You Can’t Always Get What You Want

I love this kid.

“You can’t always get what you want, but if you try sometimes you just might find you get what you need.”   ~The Rolling Stones

It was another evening of endless homework and confusion at our house tonight. These nights are exhausting and occurring with far too great a frequency lately. It’s a wonder I have a hair left in my head with all the pulling I’ve been doing lately. Where’s Calgon when you need it?

I love my beautiful, green-eyed son, Joe. He is bright, articulate, and gentle. He has not one aggressive or intentionally mean bone in his body. He struggles mightily with school, but every day he goes back and tries again. He has to work twice as hard as many of his classmates for just half the results but he soldiers on. He loves babies and small children and is a natural caretaker. He hates to cuddle but will send me text messages and Facetime me from his iPad when we’re just one floor apart because he misses me. He is a serious, deep-thinker who laughs hardest with his brother, whom he adores. He loves geography and will spend hours staring at Google Earth and studying the planet. Go ahead. Ask him. He’ll happily tell you that Timbuktu is in Mali and that Nuuk is the capital of Greenland. (Did you even know Greenland had a capital? I didn’t until Joe told me.) He’s smart, insightful, and intuitive. His intense sensitivity breaks my heart.

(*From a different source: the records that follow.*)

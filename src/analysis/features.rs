/// Feature normalization.
///
/// Turns provider payloads into `CanonicalFeatureRecord`s. Each provider
/// gets a typed view of its payload; any field may be absent or null, but a
/// field of the wrong JSON type (or a payload that is not an object) is a
/// `MalformedPayload` error rather than a silent default.

use chrono::{DateTime, TimeZone, Utc};
use serde::Deserialize;
use serde_json::Value;

use crate::model::{
    CanonicalFeatureRecord, HazardError, KELVIN_OFFSET, Measurements, SourceKind,
};

/// Trailing window used for the rolling-mean features.
pub const ROLLING_WINDOW: usize = 3;

// ============================================================================
// OpenWeather payload
// ============================================================================

#[derive(Debug, Default, Deserialize)]
struct OwPayload {
    dt: Option<i64>,
    main: Option<OwMain>,
    wind: Option<OwWind>,
    rain: Option<OwPrecip>,
    snow: Option<OwPrecip>,
}

#[derive(Debug, Default, Deserialize)]
struct OwMain {
    temp: Option<f64>,
    temp_min: Option<f64>,
    temp_max: Option<f64>,
    pressure: Option<f64>,
    humidity: Option<f64>,
}

#[derive(Debug, Default, Deserialize)]
struct OwWind {
    speed: Option<f64>,
    gust: Option<f64>,
    deg: Option<f64>,
}

#[derive(Debug, Default, Deserialize)]
struct OwPrecip {
    #[serde(rename = "1h")]
    one_hour: Option<f64>,
    #[serde(rename = "3h")]
    three_hour: Option<f64>,
}

impl OwPrecip {
    /// 1-hour accumulation when reported, otherwise the 3-hour one.
    fn amount(&self) -> Option<f64> {
        self.one_hour.or(self.three_hour)
    }
}

fn kelvin_to_celsius(k: Option<f64>) -> Option<f64> {
    k.map(|v| v - KELVIN_OFFSET)
}

fn openweather_measurements(payload: OwPayload) -> Measurements {
    let main = payload.main.unwrap_or_default();
    let wind = payload.wind.unwrap_or_default();

    let rain = payload.rain.as_ref().and_then(OwPrecip::amount);
    let snow = payload.snow.as_ref().and_then(OwPrecip::amount);
    let precipitation_mm = match (rain, snow) {
        (None, None) => None,
        (r, s) => Some(r.unwrap_or(0.0) + s.unwrap_or(0.0)),
    };

    Measurements {
        timestamp: payload.dt.and_then(unix_seconds),
        temperature_c: kelvin_to_celsius(main.temp),
        temp_min_c: kelvin_to_celsius(main.temp_min),
        temp_max_c: kelvin_to_celsius(main.temp_max),
        pressure_hpa: main.pressure,
        humidity_pct: main.humidity,
        wind_speed_ms: wind.speed,
        wind_gust_ms: wind.gust,
        wind_direction_deg: wind.deg,
        precipitation_mm,
    }
}

// ============================================================================
// WeatherLink payload
// ============================================================================

#[derive(Debug, Default, Deserialize)]
struct WlRecord {
    ts: Option<i64>,
    temp_last: Option<f64>,
    temp_lo: Option<f64>,
    temp_hi: Option<f64>,
    pressure: Option<f64>,
    bar_sea_level: Option<f64>,
    hum_last: Option<f64>,
    wind_speed_last: Option<f64>,
    wind_speed_hi: Option<f64>,
    wind_dir_last: Option<f64>,
    rainfall_mm: Option<f64>,
}

fn weatherlink_measurements(record: WlRecord) -> Measurements {
    Measurements {
        timestamp: record.ts.and_then(unix_seconds),
        temperature_c: record.temp_last,
        temp_min_c: record.temp_lo,
        temp_max_c: record.temp_hi,
        pressure_hpa: record.pressure.or(record.bar_sea_level),
        humidity_pct: record.hum_last,
        wind_speed_ms: record.wind_speed_last,
        wind_gust_ms: record.wind_speed_hi,
        wind_direction_deg: record.wind_dir_last,
        precipitation_mm: record.rainfall_mm,
    }
}

fn unix_seconds(secs: i64) -> Option<DateTime<Utc>> {
    Utc.timestamp_opt(secs, 0).single()
}

// ============================================================================
// Public API
// ============================================================================

/// Normalizes a payload tagged with a source name ("openweather" or
/// "weatherlink", case-insensitive). Points without a timestamp are stamped
/// with the current time.
pub fn normalize(payload: &Value, source: &str) -> Result<CanonicalFeatureRecord, HazardError> {
    let kind = SourceKind::parse(source)?;
    normalize_as(kind, payload, Utc::now())
}

/// Normalizes a payload of a known source kind. `now` is used only when the
/// payload carries no timestamp.
pub fn normalize_as(
    kind: SourceKind,
    payload: &Value,
    now: DateTime<Utc>,
) -> Result<CanonicalFeatureRecord, HazardError> {
    if !payload.is_object() {
        return Err(HazardError::MalformedPayload(format!(
            "{} payload must be a JSON object",
            kind
        )));
    }

    let measurements = match kind {
        SourceKind::OpenWeather => {
            let parsed: OwPayload = OwPayload::deserialize(payload)
                .map_err(|e| HazardError::MalformedPayload(format!("openweather: {}", e)))?;
            openweather_measurements(parsed)
        }
        SourceKind::WeatherLink => {
            let parsed: WlRecord = WlRecord::deserialize(payload)
                .map_err(|e| HazardError::MalformedPayload(format!("weatherlink: {}", e)))?;
            weatherlink_measurements(parsed)
        }
    };

    Ok(CanonicalFeatureRecord::from_measurements(measurements, now))
}

/// Recomputes the rolling-mean features over a time-ordered series.
///
/// Each point averages itself with up to `ROLLING_WINDOW - 1` predecessors,
/// so the first points use a shorter window.
pub fn apply_rolling_means(records: &mut [CanonicalFeatureRecord]) {
    let raw: Vec<(f64, f64, f64)> = records
        .iter()
        .map(|r| (r.precipitation_mm, r.temperature_c, r.wind_speed_ms))
        .collect();

    for (i, record) in records.iter_mut().enumerate() {
        let start = (i + 1).saturating_sub(ROLLING_WINDOW);
        let window = &raw[start..=i];
        let n = window.len() as f64;

        record.precip_rolling_3 = window.iter().map(|w| w.0).sum::<f64>() / n;
        record.temp_rolling_3 = window.iter().map(|w| w.1).sum::<f64>() / n;
        record.wind_rolling_3 = window.iter().map(|w| w.2).sum::<f64>() / n;
    }
}

// ============================================================================
// Tests
// ============================================================================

When he was born, like all new parents, I had expectations of what parenting him would be like. I envisioned early foreign language lessons, sports camps, and piano recitals. What I didn’t envision is that he would have trouble speaking his native tongue, have difficulty coordinating his movements between right and left, and have a complete inability to clap his hands in tune to music. His struggles with the most basic things, including tying his shoes, have vexed me until I thought I would go crazy trying to figure out how to help him. Through it all, though, he has carried on to the best of his abilities, perpetually hoping to please and knowing someday he will get it right.

A while back, something occurred to me. There is a reason that I was sent this incredible boy. I’m not here for him. He’s here for me. Joe came to me because I need to let go of expectations and find beauty in what is and not what I want to be or what I hoped would be. Life with Joe is never according to plan. Because of Joe, I’ve learned to have a Plan B, Plan C, and Plan D and to prepare to have to actually use Plan H. Parenting him is the hardest thing I’ve ever attempted to do. However, I have learned more from him in the past ten years than I learned in the thirty-three years prior to his arrival. Not a day with Joe goes by without a lesson for me. What a gift that is to a woman whose life purpose from day one has been a quest to gain knowledge.

Parenting this green-eyed boy has been not at all what I expected, but it’s been exactly what I needed.

 

1 comment

  1. I have a girl I’d like to re-introduce Joe to 😉 Kate often checks Google Earth to see if the pic of our house has changed. So cute!

    Joe may have more educational struggles than the average 10 year old but he’s light years ahead in so many other ways. That’s an amazing gift you & Steve have given him! You are a better person/parent for having him in your life. We could all learn some lessons from Joe – and you!